(Bloomberg) -- The Reserve Bank of India’s week-long truce with the bond market will be tested in coming days after Prime Minister Narendra Modi’s government ramped up borrowing, barely two weeks after keeping it unchanged.
Federal authorities will raise an extra 1.1 trillion rupees ($15 billion) on behalf of the states to help with a shortfall in tax revenue, the finance ministry said late Thursday. This will be done via sales of three- and five-year bonds, according to the central bank.
Yields rose on Friday, before a pre-scheduled debt auction. The sale however was the second in as many weeks to go through without help from underwriters, after Governor Shaktikanta Das doubled the size of open-market bond purchases and asked traders to consider their “shared responsibility” for maintaining a stable market.
The moral suasion and promise of more buying had pushed the benchmark 10-year rate a comfortable 10 basis points below 6% before Thursday’s surprise increase in borrowing. This is a level traders see the RBI trying to defend, but the job will become difficult with more bonds coming to market amid a spike in consumer prices.
The rate rose 4 basis points to 5.94% on Friday, while the five-year yield jumped 10 basis points to 5.26% and the four-year bond yield was up 10 basis points.
“Fiscal slippage or stickier-than-projected inflation further down the road could once again incite challenges,” Vishnu Varathan, head of economics and strategy at Mizuho Bank Ltd. in Singapore, said before the news on Thursday. “Expectations for significant pullback in yields may be disappointed.”
Last week’s debt auction also went off smoothly after Das ratcheted up his rhetoric and boosted the size of individual open-market bond purchases to 200 billion rupees. Traders had balked at the low yields on offer before that, forcing underwriters to rescue four of the previous seven sales.
The RBI’s approach to managing yields stands in stark contrast to the clearly defined bond-buying policies of its peers in much of Asia and around the world, leaving investors with more uncertainty.
It doesn’t have an explicit yield target like the Bank of Japan, or a quantitative purchase goal like the Reserve Bank of New Zealand. Nor does it have a set calendar for purchases like the Bank of Korea.
Instead it has tried to ensure markets have ample liquidity, while relying on ad hoc “twist” operations -- simultaneous purchases and sales of bonds of different maturities -- along with discreet purchases and outright OMOs. It has announced its first purchase of state debt of 100 billion rupees for Oct. 22.
Also setting the RBI apart is its struggle to lower inflation at a time when many other central banks are battling to rekindle price gains.
After seeing price gains significantly overshoot its targeted 2%-6% range, the central bank is now telling investors they can look through the latest bout of inflation.
While consumer price gains rose to an eight-month high of 7.34% in September from a year earlier, they will ease to 5.4% in last three months of this year, and drop to 4.5% in the following quarter, the RBI said last week.

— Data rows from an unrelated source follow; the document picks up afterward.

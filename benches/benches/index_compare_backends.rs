// Copyright 2025 the Understory Authors
// SPDX-License-Identifier: Apache-2.0 OR MIT

use criterion::{BatchSize, Criterion, Throughput, black_box, criterion_group, criterion_main};
use understory_index::{Aabb2D, Index, Key};

fn gen_grid_rects(n: usize, cell: f64) -> Vec<Aabb2D<f64>> {
    let mut out = Vec::with_capacity(n * n);
    for y in 0..n {
        for x in 0..n {
            let x0 = x as f64 * cell;
            let y0 = y as f64 * cell;
            out.push(Aabb2D::<f64>::from_xywh(x0, y0, cell, cell));
        }
    }
    out
}

#[derive(Clone)]
struct Rng(u64);

impl Rng {
    fn new(seed: u64) -> Self {
        Self(seed)
    }
    fn next_u64(&mut self) -> u64 {
        let mut x = self.0;
        x ^= x << 13;
        x ^= x >> 7;
        x ^= x << 17;
        self.0 = x;
        x
    }
    fn next_f64(&mut self) -> f64 {
        let v = self.next_u64() >> 11;
        (v as f64) / ((1u64 << 53) as f64)
    }
}

fn gen_clustered_rects(n_clusters: usize, per_cluster: usize, spread: f64) -> Vec<Aabb2D<f64>> {
    let mut out = Vec::with_capacity(n_clusters * per_cluster);
    let mut rng = Rng::new(0xC1A5_7E55_9999_ABCD);
    let mut centers = Vec::with_capacity(n_clusters);
    for _ in 0..n_clusters {
        centers.push((rng.next_f64() * 2000.0, rng.next_f64() * 2000.0));
    }
    for (cx, cy) in centers {
        for _ in 0..per_cluster {
            let dx = (rng.next_f64() - 0.5) * spread;
            let dy = (rng.next_f64() - 0.5) * spread;
            out.push(Aabb2D::<f64>::from_xywh(cx + dx, cy + dy, 12.0, 12.0));
        }
    }
    out
}

fn bench_insert_query(c: &mut Criterion) {
    let mut group = c.benchmark_group("insert_query");
    let window = Aabb2D::<f64>::from_xywh(100.0, 100.0, 400.0, 400.0);
    for &n in &[32usize, 64, 128] {
        let rects = gen_grid_rects(n, 10.0);
        group.throughput(Throughput::Elements((n * n) as u64));
        group.bench_function(format!("flatvec_n{n}"), |b| {
            b.iter_batched(
                Index::<f64, u32>::new,
                |mut idx| {
                    for (i, r) in rects.iter().copied().enumerate() {
                        let _ = idx.insert(r, i as u32);
                    }
                    black_box(idx.query_rect(window).count());
                },
                BatchSize::SmallInput,
            );
        });
        group.bench_function(format!("rtree_n{n}"), |b| {
            b.iter_batched(
                Index::<f64, u32>::with_rtree,
                |mut idx| {
                    for (i, r) in rects.iter().copied().enumerate() {
                        let _ = idx.insert(r, i as u32);
                    }
                    black_box(idx.query_rect(window).count());
                },
                BatchSize::SmallInput,
            );
        });
        let entries: Vec<_> = rects
            .iter()
            .copied()
            .enumerate()
            .map(|(i, r)| (r, i as u32))
            .collect();
        group.bench_function(format!("rtree_bulk_n{n}"), |b| {
            b.iter(|| {
                let idx = Index::<f64, u32>::with_rtree_bulk(&entries);
                black_box(idx.query_rect(window).count());
            });
        });
    }
    group.finish();
}

fn bench_query_heavy(c: &mut Criterion) {
    let mut group = c.benchmark_group("query_heavy_clustered");
    let rects = gen_clustered_rects(40, 250, 120.0);
    let mut queries = Vec::with_capacity(256);
    let mut rng = Rng::new(0xDEAD_BEEF_0BAD_F00D);
    for _ in 0..256 {
        queries.push(Aabb2D::<f64>::from_xywh(
            rng.next_f64() * 2000.0,
            rng.next_f64() * 2000.0,
            80.0,
            80.0,
        ));
    }
    let mut flat = Index::<f64, u32>::new();
    let mut tree = Index::<f64, u32>::with_rtree();
    for (i, r) in rects.iter().copied().enumerate() {
        let _ = flat.insert(r, i as u32);
        let _ = tree.insert(r, i as u32);
    }
    group.throughput(Throughput::Elements(queries.len() as u64));
    group.bench_function("flatvec", |b| {
        b.iter(|| {
            let hits: usize = queries.iter().map(|q| flat.query_rect(*q).count()).sum();
            black_box(hits);
        });
    });
    group.bench_function("rtree", |b| {
        b.iter(|| {
            let hits: usize = queries.iter().map(|q| tree.query_rect(*q).count()).sum();
            black_box(hits);
        });
    });
    group.finish();
}

fn bench_remove_by_key(c: &mut Criterion) {
    let mut group = c.benchmark_group("remove_by_key");
    let rects = gen_grid_rects(64, 10.0);
    group.throughput(Throughput::Elements(rects.len() as u64));
    group.bench_function("rtree", |b| {
        b.iter_batched(
            || {
                let mut idx = Index::<f64, u32>::with_rtree();
                let keys: Vec<Key> = rects
                    .iter()
                    .copied()
                    .enumerate()
                    .map(|(i, r)| idx.insert(r, i as u32))
                    .collect();
                (idx, keys)
            },
            |(mut idx, keys)| {
                for k in keys {
                    black_box(idx.remove(k));
                }
            },
            BatchSize::SmallInput,
        );
    });
    group.finish();
}

criterion_group!(
    benches,
    bench_insert_query,
    bench_query_heavy,
    bench_remove_by_key
);
criterion_main!(benches);
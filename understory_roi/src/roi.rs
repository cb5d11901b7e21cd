// Copyright 2025 the Understory Authors
// SPDX-License-Identifier: Apache-2.0 OR MIT

//! Region shapes and their identities.

use core::sync::atomic::{AtomicU64, Ordering};

use kurbo::{Ellipse, Line, Point, Rect, Shape};

static NEXT_ROI_ID: AtomicU64 = AtomicU64::new(1);

/// Stable identity of a [`Roi`].
///
/// Every `Roi` gets a fresh id when it is created and keeps it for its whole
/// life. Ids are never reused within a process, so an id that outlives its
/// `Roi` can never alias a different shape.
#[derive(Copy, Clone, Debug, PartialEq, Eq, Hash, PartialOrd, Ord)]
pub struct RoiId(u64);

impl RoiId {
    fn next() -> Self {
        Self(NEXT_ROI_ID.fetch_add(1, Ordering::Relaxed))
    }

    /// The raw id value.
    pub const fn get(self) -> u64 {
        self.0
    }
}

/// The geometric content of a region.
#[derive(Clone, Debug, PartialEq)]
pub enum RoiShape {
    /// Axis-aligned rectangle.
    Rectangle(Rect),
    /// Ellipse, possibly rotated.
    Ellipse(Ellipse),
    /// Closed polygon; the closing edge is implicit.
    Polygon(Vec<Point>),
    /// Open polyline.
    Polyline(Vec<Point>),
    /// Single straight segment.
    Line(Line),
    /// Unconnected points.
    Points(Vec<Point>),
}

impl RoiShape {
    /// Short lowercase name of the shape kind.
    pub fn name(&self) -> &'static str {
        match self {
            Self::Rectangle(_) => "rectangle",
            Self::Ellipse(_) => "ellipse",
            Self::Polygon(_) => "polygon",
            Self::Polyline(_) => "polyline",
            Self::Line(_) => "line",
            Self::Points(_) => "points",
        }
    }

    /// True for shapes that enclose an area.
    pub fn is_area(&self) -> bool {
        matches!(self, Self::Rectangle(_) | Self::Ellipse(_) | Self::Polygon(_))
    }
}

/// An immutable region shape with a stable identity.
///
/// A `Roi` never changes after construction; objects that need a different
/// shape are given a new `Roi`. Caches may therefore key derived data by
/// [`Roi::id`]. `Roi` is deliberately not `Clone`: share it through `Arc`.
#[derive(Debug)]
pub struct Roi {
    id: RoiId,
    shape: RoiShape,
}

impl Roi {
    /// Wrap a shape, assigning a fresh id.
    pub fn new(shape: RoiShape) -> Self {
        Self {
            id: RoiId::next(),
            shape,
        }
    }

    /// Rectangle from origin and size.
    pub fn rectangle(x: f64, y: f64, width: f64, height: f64) -> Self {
        Self::new(RoiShape::Rectangle(
            Rect::new(x, y, x + width, y + height).abs(),
        ))
    }

    /// Axis-aligned ellipse inscribed in the given box.
    pub fn ellipse(x: f64, y: f64, width: f64, height: f64) -> Self {
        Self::new(RoiShape::Ellipse(Ellipse::from_rect(
            Rect::new(x, y, x + width, y + height).abs(),
        )))
    }

    /// Closed polygon through `points`.
    pub fn polygon<P: Into<Point>>(points: impl IntoIterator<Item = P>) -> Self {
        Self::new(RoiShape::Polygon(points.into_iter().map(Into::into).collect()))
    }

    /// Open polyline through `points`.
    pub fn polyline<P: Into<Point>>(points: impl IntoIterator<Item = P>) -> Self {
        Self::new(RoiShape::Polyline(points.into_iter().map(Into::into).collect()))
    }

    /// Straight segment from `p0` to `p1`.
    pub fn line(p0: impl Into<Point>, p1: impl Into<Point>) -> Self {
        Self::new(RoiShape::Line(Line::new(p0, p1)))
    }

    /// Point set.
    pub fn points<P: Into<Point>>(points: impl IntoIterator<Item = P>) -> Self {
        Self::new(RoiShape::Points(points.into_iter().map(Into::into).collect()))
    }

    /// Stable identity of this shape.
    pub fn id(&self) -> RoiId {
        self.id
    }

    /// The shape itself.
    pub fn shape(&self) -> &RoiShape {
        &self.shape
    }

    /// True for shapes that enclose an area.
    pub fn is_area(&self) -> bool {
        self.shape.is_area()
    }

    /// Bounding extents.
    ///
    /// Computed on every call (linear in the vertex count for point lists);
    /// callers that ask repeatedly should memoize by [`Roi::id`]. An empty
    /// point list reports [`Rect::ZERO`].
    pub fn bounds(&self) -> Rect {
        match &self.shape {
            RoiShape::Rectangle(r) => r.abs(),
            RoiShape::Ellipse(e) => e.bounding_box(),
            RoiShape::Line(l) => l.bounding_box(),
            RoiShape::Polygon(pts) | RoiShape::Polyline(pts) | RoiShape::Points(pts) => {
                points_bounds(pts)
            }
        }
    }
}

fn points_bounds(pts: &[Point]) -> Rect {
    let mut it = pts.iter().copied();
    let Some(first) = it.next() else {
        return Rect::ZERO;
    };
    it.fold(Rect::from_points(first, first), |acc, p| acc.union_pt(p))
}

#[cfg(test)]
mod tests {
    use super::*;

    #[test]
    fn ids_are_unique() {
        let a = Roi::rectangle(0.0, 0.0, 1.0, 1.0);
        let b = Roi::rectangle(0.0, 0.0, 1.0, 1.0);
        assert_ne!(a.id(), b.id(), "equal shapes still have distinct identities");
    }

    #[test]
    fn rectangle_bounds_normalize() {
        let r = Roi::rectangle(10.0, 10.0, -4.0, 2.0);
        assert_eq!(r.bounds(), Rect::new(6.0, 10.0, 10.0, 12.0));
    }

    #[test]
    fn polygon_bounds_cover_all_vertices() {
        let p = Roi::polygon([(0.0, 5.0), (3.0, -2.0), (-1.0, 1.0)]);
        assert_eq!(p.bounds(), Rect::new(-1.0, -2.0, 3.0, 5.0));
        assert!(p.is_area());
    }

    #[test]
    fn ellipse_bounds_match_box() {
        let e = Roi::ellipse(2.0, 4.0, 10.0, 6.0);
        let b = e.bounds();
        assert!((b.x0 - 2.0).abs() < 1e-9 && (b.y0 - 4.0).abs() < 1e-9);
        assert!((b.x1 - 12.0).abs() < 1e-9 && (b.y1 - 10.0).abs() < 1e-9);
    }

    #[test]
    fn empty_points_have_zero_bounds() {
        let p = Roi::points(Vec::<(f64, f64)>::new());
        assert_eq!(p.bounds(), Rect::ZERO);
        assert!(!p.is_area());
    }
}
// Copyright 2025 the Understory Authors
// SPDX-License-Identifier: Apache-2.0 OR MIT

//! Bounding envelopes and their per-shape memo.

use std::sync::{Arc, Weak};

use kurbo::Rect;
use parking_lot::RwLock;
use understory_index::Aabb2D;
use understory_roi::{ImageRegion, Roi};

use crate::memo::{ShapeEntry, ShapeMap};

/// Axis-aligned bounding rectangle used as the index key.
pub type Envelope = Aabb2D<f64>;

/// Envelope spanning the whole coordinate space.
pub const MAX_ENVELOPE: Envelope = Aabb2D::EVERYTHING;

/// Envelope of a kurbo rectangle.
pub fn rect_envelope(r: Rect) -> Envelope {
    let r = r.abs();
    Aabb2D::new(r.x0, r.y0, r.x1, r.y1)
}

/// Query envelope for an optional region; `None` means everything.
pub fn region_envelope(region: Option<&ImageRegion>) -> Envelope {
    region.map_or(MAX_ENVELOPE, |r| rect_envelope(r.bounds()))
}

struct EnvelopeEntry {
    roi: Weak<Roi>,
    envelope: Envelope,
}

impl ShapeEntry for EnvelopeEntry {
    fn is_live(&self) -> bool {
        self.roi.strong_count() > 0
    }
}

/// Memoized envelopes keyed by shape identity.
///
/// An entry holds only a weak reference to its shape, so the memo never keeps
/// a shape alive. Entries for dropped shapes are swept as the memo grows and
/// can be reclaimed eagerly with [`purge`](Self::purge).
#[derive(Default)]
pub struct EnvelopeCache {
    entries: RwLock<ShapeMap<EnvelopeEntry>>,
}

impl core::fmt::Debug for EnvelopeCache {
    fn fmt(&self, f: &mut core::fmt::Formatter<'_>) -> core::fmt::Result {
        f.debug_struct("EnvelopeCache")
            .field("entries", &self.len())
            .finish()
    }
}

impl EnvelopeCache {
    /// Create an empty memo.
    pub fn new() -> Self {
        Self::default()
    }

    /// Envelope of `roi`, computed once per shape.
    pub fn envelope_of(&self, roi: &Arc<Roi>) -> Envelope {
        if let Some(e) = self.entries.read().get(roi.id()) {
            return e.envelope;
        }
        let envelope = rect_envelope(roi.bounds());
        self.entries
            .write()
            .get_or_insert_with(roi.id(), || EnvelopeEntry {
                roi: Arc::downgrade(roi),
                envelope,
            })
            .envelope
    }

    /// Number of memoized shapes.
    pub fn len(&self) -> usize {
        self.entries.read().len()
    }

    /// True if nothing is memoized.
    pub fn is_empty(&self) -> bool {
        self.len() == 0
    }

    /// Drop entries whose shape no longer exists. Returns how many were dropped.
    pub fn purge(&self) -> usize {
        self.entries.write().purge()
    }

    /// Drop every entry.
    pub fn clear(&self) {
        self.entries.write().clear();
    }
}
// Copyright 2025 the Understory Authors
// SPDX-License-Identifier: Apache-2.0 OR MIT

//! Translating hierarchy events into registry edits.

use tracing::debug;
use understory_hierarchy::{
    HierarchyEvent, HierarchyEventKind, HierarchyListener, ObjectId, ObjectTree,
};

use crate::cache::TileCache;

/// What the cache does in response to one event.
#[derive(Copy, Clone, Debug, PartialEq, Eq)]
pub enum EventAction {
    /// Remove the object, then insert it again.
    Reinsert {
        /// Changed object.
        object: ObjectId,
        /// Whether the object's subtree is removed and inserted as well.
        with_children: bool,
    },
    /// Remove the object and its subtree.
    Remove {
        /// Removed object.
        object: ObjectId,
    },
    /// Mark the cache stale.
    Reset,
}

impl EventAction {
    /// Decide how to apply `event`.
    ///
    /// | Event | Action |
    /// |---|---|
    /// | `Added`, one object | reinsert with children |
    /// | `Removed`, one object | remove with children |
    /// | `StructureChanged` / `ObjectChanged`, one non-root object | reinsert without children |
    /// | anything else | reset |
    pub fn plan(event: &HierarchyEvent, root: ObjectId) -> Self {
        use HierarchyEventKind as K;
        match (event.kind, event.single()) {
            (K::Added, Some(object)) => Self::Reinsert {
                object,
                with_children: true,
            },
            (K::Removed, Some(object)) => Self::Remove { object },
            (K::StructureChanged | K::ObjectChanged, Some(object)) if object != root => {
                Self::Reinsert {
                    object,
                    with_children: false,
                }
            }
            _ => Self::Reset,
        }
    }
}

impl HierarchyListener for TileCache {
    fn hierarchy_changed(&self, tree: &dyn ObjectTree, event: &HierarchyEvent) {
        let mut state = self.state.write();
        if !state.active {
            // The next query rebuilds from scratch anyway.
            return;
        }
        match EventAction::plan(event, tree.root()) {
            EventAction::Reinsert {
                object,
                with_children,
            } => {
                state.registry.remove(tree, object, with_children);
                state
                    .registry
                    .insert(tree, object, with_children, &self.envelopes);
            }
            EventAction::Remove { object } => state.registry.remove(tree, object, true),
            EventAction::Reset => {
                debug!(
                    kind = ?event.kind,
                    changed = event.changed.len(),
                    "event too complex to apply incrementally, resetting tile cache"
                );
                state.active = false;
            }
        }
    }
}
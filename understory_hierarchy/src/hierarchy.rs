// Copyright 2025 the Understory Authors
// SPDX-License-Identifier: Apache-2.0 OR MIT

//! Slot-based object storage, structural edits and event dispatch.

use std::sync::Arc;
use std::sync::atomic::{AtomicU64, Ordering};

use tracing::trace;
use understory_roi::Roi;

use crate::error::{HierarchyError, Result};
use crate::event::{
    HierarchyEvent, HierarchyEventKind, HierarchyId, HierarchyListener, ListenerId, ObjectTree,
};
use crate::object::PathObject;
use crate::types::{ObjectId, ObjectKind};

static NEXT_HIERARCHY_ID: AtomicU64 = AtomicU64::new(1);

#[derive(Clone, Debug)]
struct Node {
    generation: u32,
    parent: Option<ObjectId>,
    children: Vec<ObjectId>,
    object: PathObject,
}

/// A mutable tree of objects rooted at a single [`ObjectKind::Root`] object.
///
/// Every edit notifies subscribed [`HierarchyListener`]s synchronously once
/// the edit has been applied. Edits that should be batched can be made with
/// the `*_without_event` methods followed by one explicit
/// [`fire_event`](Self::fire_event).
pub struct Hierarchy {
    id: HierarchyId,
    nodes: Vec<Option<Node>>, // slots
    generations: Vec<u32>,    // last generation per slot (persists across frees)
    free_list: Vec<usize>,
    root: ObjectId,
    len: usize,
    listeners: Vec<(ListenerId, Arc<dyn HierarchyListener>)>,
    next_listener: u64,
}

impl core::fmt::Debug for Hierarchy {
    fn fmt(&self, f: &mut core::fmt::Formatter<'_>) -> core::fmt::Result {
        f.debug_struct("Hierarchy")
            .field("id", &self.id)
            .field("objects", &self.len)
            .field("slots", &self.nodes.len())
            .field("free_list", &self.free_list.len())
            .field("listeners", &self.listeners.len())
            .finish_non_exhaustive()
    }
}

impl Default for Hierarchy {
    fn default() -> Self {
        Self::new()
    }
}

impl Hierarchy {
    /// Create a hierarchy holding only its root.
    pub fn new() -> Self {
        let mut h = Self {
            id: HierarchyId(NEXT_HIERARCHY_ID.fetch_add(1, Ordering::Relaxed)),
            nodes: Vec::new(),
            generations: Vec::new(),
            free_list: Vec::new(),
            root: ObjectId::new(0, 1),
            len: 0,
            listeners: Vec::new(),
            next_listener: 1,
        };
        h.root = h.alloc(None, PathObject::new(ObjectKind::Root, None));
        h
    }

    /// Number of objects, not counting the root.
    pub fn len(&self) -> usize {
        self.len - 1
    }

    /// True if only the root is present.
    pub fn is_empty(&self) -> bool {
        self.len() == 0
    }

    /// Whether `id` refers to a live object.
    pub fn is_alive(&self, id: ObjectId) -> bool {
        self.node(id).is_some()
    }

    /// Live objects in slot order, root included.
    pub fn iter(&self) -> impl Iterator<Item = (ObjectId, &PathObject)> + '_ {
        self.nodes.iter().enumerate().filter_map(|(i, n)| {
            let n = n.as_ref()?;
            #[allow(
                clippy::cast_possible_truncation,
                reason = "ObjectId uses 32-bit indices by design."
            )]
            let id = ObjectId::new(i as u32, n.generation);
            Some((id, &n.object))
        })
    }

    /// Register a listener; it receives every later event.
    pub fn subscribe(&mut self, listener: Arc<dyn HierarchyListener>) -> ListenerId {
        let id = ListenerId(self.next_listener);
        self.next_listener += 1;
        self.listeners.push((id, listener));
        id
    }

    /// Drop a listener. Returns false if it was not subscribed.
    pub fn unsubscribe(&mut self, id: ListenerId) -> bool {
        let before = self.listeners.len();
        self.listeners.retain(|(l, _)| *l != id);
        self.listeners.len() != before
    }

    /// Add `object` below `parent` and fire a single-object `Added` event.
    pub fn add_object(&mut self, parent: ObjectId, object: PathObject) -> Result<ObjectId> {
        let id = self.add_object_without_event(parent, object)?;
        self.fire_event(&HierarchyEvent::added(id));
        Ok(id)
    }

    /// Add `object` below `parent` without notifying listeners.
    pub fn add_object_without_event(
        &mut self,
        parent: ObjectId,
        object: PathObject,
    ) -> Result<ObjectId> {
        self.check_alive(parent)?;
        if object.kind().is_root() {
            return Err(HierarchyError::SecondRoot);
        }
        Ok(self.alloc(Some(parent), object))
    }

    /// Add several objects below `parent` and fire one `Added` event listing
    /// all of them. Nothing is added if any object is rejected.
    pub fn add_objects(
        &mut self,
        parent: ObjectId,
        objects: impl IntoIterator<Item = PathObject>,
    ) -> Result<Vec<ObjectId>> {
        self.check_alive(parent)?;
        let objects: Vec<_> = objects.into_iter().collect();
        if objects.iter().any(|o| o.kind().is_root()) {
            return Err(HierarchyError::SecondRoot);
        }
        let ids: Vec<_> = objects
            .into_iter()
            .map(|o| self.alloc(Some(parent), o))
            .collect();
        if !ids.is_empty() {
            self.fire_event(&HierarchyEvent::new(
                HierarchyEventKind::Added,
                ids.iter().copied(),
            ));
        }
        Ok(ids)
    }

    /// Remove an object together with its subtree.
    ///
    /// The `Removed` event is delivered while the subtree is detached but not
    /// yet freed, so listeners can still read it.
    pub fn remove_object(&mut self, id: ObjectId) -> Result<()> {
        self.remove_objects([id])
    }

    /// Remove an object, moving its children up to its parent first.
    pub fn remove_object_keep_children(&mut self, id: ObjectId) -> Result<()> {
        self.check_removable(id)?;
        let Some(parent) = self.node(id).and_then(|n| n.parent) else {
            return Err(HierarchyError::RootImmutable);
        };
        let children = self
            .node_mut(id)
            .map(|n| core::mem::take(&mut n.children))
            .unwrap_or_default();
        for &c in &children {
            if let Some(n) = self.node_mut(c) {
                n.parent = Some(parent);
            }
        }
        if let Some(p) = self.node_mut(parent) {
            p.children.extend(children);
        }
        self.remove_objects([id])
    }

    /// Remove several objects with their subtrees; one `Removed` event lists
    /// them all. Nothing is removed if any id is stale or the root.
    pub fn remove_objects(&mut self, ids: impl IntoIterator<Item = ObjectId>) -> Result<()> {
        let ids: Vec<_> = ids.into_iter().collect();
        for &id in &ids {
            self.check_removable(id)?;
        }
        for &id in &ids {
            self.detach(id);
        }
        if !ids.is_empty() {
            self.fire_event(&HierarchyEvent::new(
                HierarchyEventKind::Removed,
                ids.iter().copied(),
            ));
        }
        for id in ids {
            self.free_subtree(id);
        }
        Ok(())
    }

    /// Replace an object's region and fire `ObjectChanged`.
    pub fn set_roi(&mut self, id: ObjectId, roi: Option<Arc<Roi>>) -> Result<()> {
        self.set_roi_without_event(id, roi)?;
        self.fire_event(&HierarchyEvent::new(HierarchyEventKind::ObjectChanged, [id]));
        Ok(())
    }

    /// Replace an object's region without notifying listeners.
    pub fn set_roi_without_event(&mut self, id: ObjectId, roi: Option<Arc<Roi>>) -> Result<()> {
        let node = self.node_mut(id).ok_or(HierarchyError::StaleObject(id))?;
        node.object.set_roi(roi);
        Ok(())
    }

    /// Move `id` below `new_parent` and fire `StructureChanged` for `id`.
    pub fn reparent(&mut self, id: ObjectId, new_parent: ObjectId) -> Result<()> {
        self.check_removable(id)?;
        self.check_alive(new_parent)?;
        let mut cur = Some(new_parent);
        while let Some(c) = cur {
            if c == id {
                return Err(HierarchyError::Cycle {
                    moved: id,
                    target: new_parent,
                });
            }
            cur = self.parent(c);
        }
        self.detach(id);
        self.link_parent(id, new_parent);
        self.fire_event(&HierarchyEvent::new(
            HierarchyEventKind::StructureChanged,
            [id],
        ));
        Ok(())
    }

    /// Remove everything but the root and fire `StructureChanged` for the root.
    pub fn clear(&mut self) {
        let root = self.root;
        let children = self
            .node_mut(root)
            .map(|n| core::mem::take(&mut n.children))
            .unwrap_or_default();
        for c in children {
            if let Some(n) = self.node_mut(c) {
                n.parent = None;
            }
            self.free_subtree(c);
        }
        self.fire_event(&HierarchyEvent::new(
            HierarchyEventKind::StructureChanged,
            [root],
        ));
    }

    /// Deliver `event` to every listener.
    pub fn fire_event(&self, event: &HierarchyEvent) {
        trace!(
            kind = ?event.kind,
            changed = event.changed.len(),
            listeners = self.listeners.len(),
            "firing hierarchy event"
        );
        for (_, listener) in &self.listeners {
            listener.hierarchy_changed(self, event);
        }
    }

    fn alloc(&mut self, parent: Option<ObjectId>, object: PathObject) -> ObjectId {
        let node = |generation| Node {
            generation,
            parent,
            children: Vec::new(),
            object,
        };
        let (idx, generation) = if let Some(idx) = self.free_list.pop() {
            let generation = self.generations[idx].saturating_add(1);
            self.generations[idx] = generation;
            self.nodes[idx] = Some(node(generation));
            (idx, generation)
        } else {
            let generation = 1_u32;
            self.nodes.push(Some(node(generation)));
            self.generations.push(generation);
            (self.nodes.len() - 1, generation)
        };
        #[allow(
            clippy::cast_possible_truncation,
            reason = "ObjectId uses 32-bit indices by design."
        )]
        let id = ObjectId::new(idx as u32, generation);
        if let Some(p) = parent.and_then(|p| self.node_mut(p)) {
            p.children.push(id);
        }
        self.len += 1;
        id
    }

    fn node(&self, id: ObjectId) -> Option<&Node> {
        self.nodes
            .get(id.idx())?
            .as_ref()
            .filter(|n| n.generation == id.1)
    }

    fn node_mut(&mut self, id: ObjectId) -> Option<&mut Node> {
        self.nodes
            .get_mut(id.idx())?
            .as_mut()
            .filter(|n| n.generation == id.1)
    }

    fn check_alive(&self, id: ObjectId) -> Result<()> {
        if self.is_alive(id) {
            Ok(())
        } else {
            Err(HierarchyError::StaleObject(id))
        }
    }

    fn check_removable(&self, id: ObjectId) -> Result<()> {
        self.check_alive(id)?;
        if id == self.root {
            return Err(HierarchyError::RootImmutable);
        }
        Ok(())
    }

    fn link_parent(&mut self, id: ObjectId, parent: ObjectId) {
        if let Some(n) = self.node_mut(id) {
            n.parent = Some(parent);
        }
        if let Some(p) = self.node_mut(parent) {
            p.children.push(id);
        }
    }

    fn detach(&mut self, id: ObjectId) {
        let Some(parent) = self.node_mut(id).and_then(|n| n.parent.take()) else {
            return;
        };
        if let Some(p) = self.node_mut(parent) {
            p.children.retain(|&c| c != id);
        }
    }

    fn free_subtree(&mut self, id: ObjectId) {
        let mut stack = vec![id];
        while let Some(cur) = stack.pop() {
            let Some(node) = self
                .nodes
                .get_mut(cur.idx())
                .and_then(|slot| slot.take_if(|n| n.generation == cur.1))
            else {
                continue;
            };
            stack.extend(node.children);
            self.free_list.push(cur.idx());
            self.len -= 1;
        }
    }
}

impl ObjectTree for Hierarchy {
    fn hierarchy_id(&self) -> HierarchyId {
        self.id
    }

    fn root(&self) -> ObjectId {
        self.root
    }

    fn object(&self, id: ObjectId) -> Option<&PathObject> {
        self.node(id).map(|n| &n.object)
    }

    fn children(&self, id: ObjectId) -> &[ObjectId] {
        self.node(id).map_or(&[], |n| n.children.as_slice())
    }

    fn parent(&self, id: ObjectId) -> Option<ObjectId> {
        self.node(id)?.parent
    }
}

“But what happens if it doesn’t?” said Rajeswari Sengupta, assistant professor at Indira Gandhi Institute of Development Research in Mumbai. “Would it just allow inflation to continue, without taking action to bring it down to acceptable levels? This wasn’t clear from the statement. Either way, the RBI’s credibility would be severely dented.”
Indian consumers appear even more concerned that high prices will persist, with the median inflation expectation of households over a one-year period sitting at 10.3%.
Rating companies however said they had already factored in the increase in borrowing and it wouldn’t affect their assessments. S&P Global Ratings and Fitch Ratings forecast India’s combined deficit -- federal and state governments -- will widen to about 12% of GDP in the year through March.
Worries over a spending blowout show up in the wide gap between the central bank’s short-term repurchase rate and 10-year yields.
“The Das put will keep getting tested and the market will now look forward to weekly OMOs of 200 billion rupees if the 10-year bond yields have to remain below 6%,” said Arvind Chari, head of fixed income and alternatives at Quantum Advisors Pvt Ltd. in Mumbai.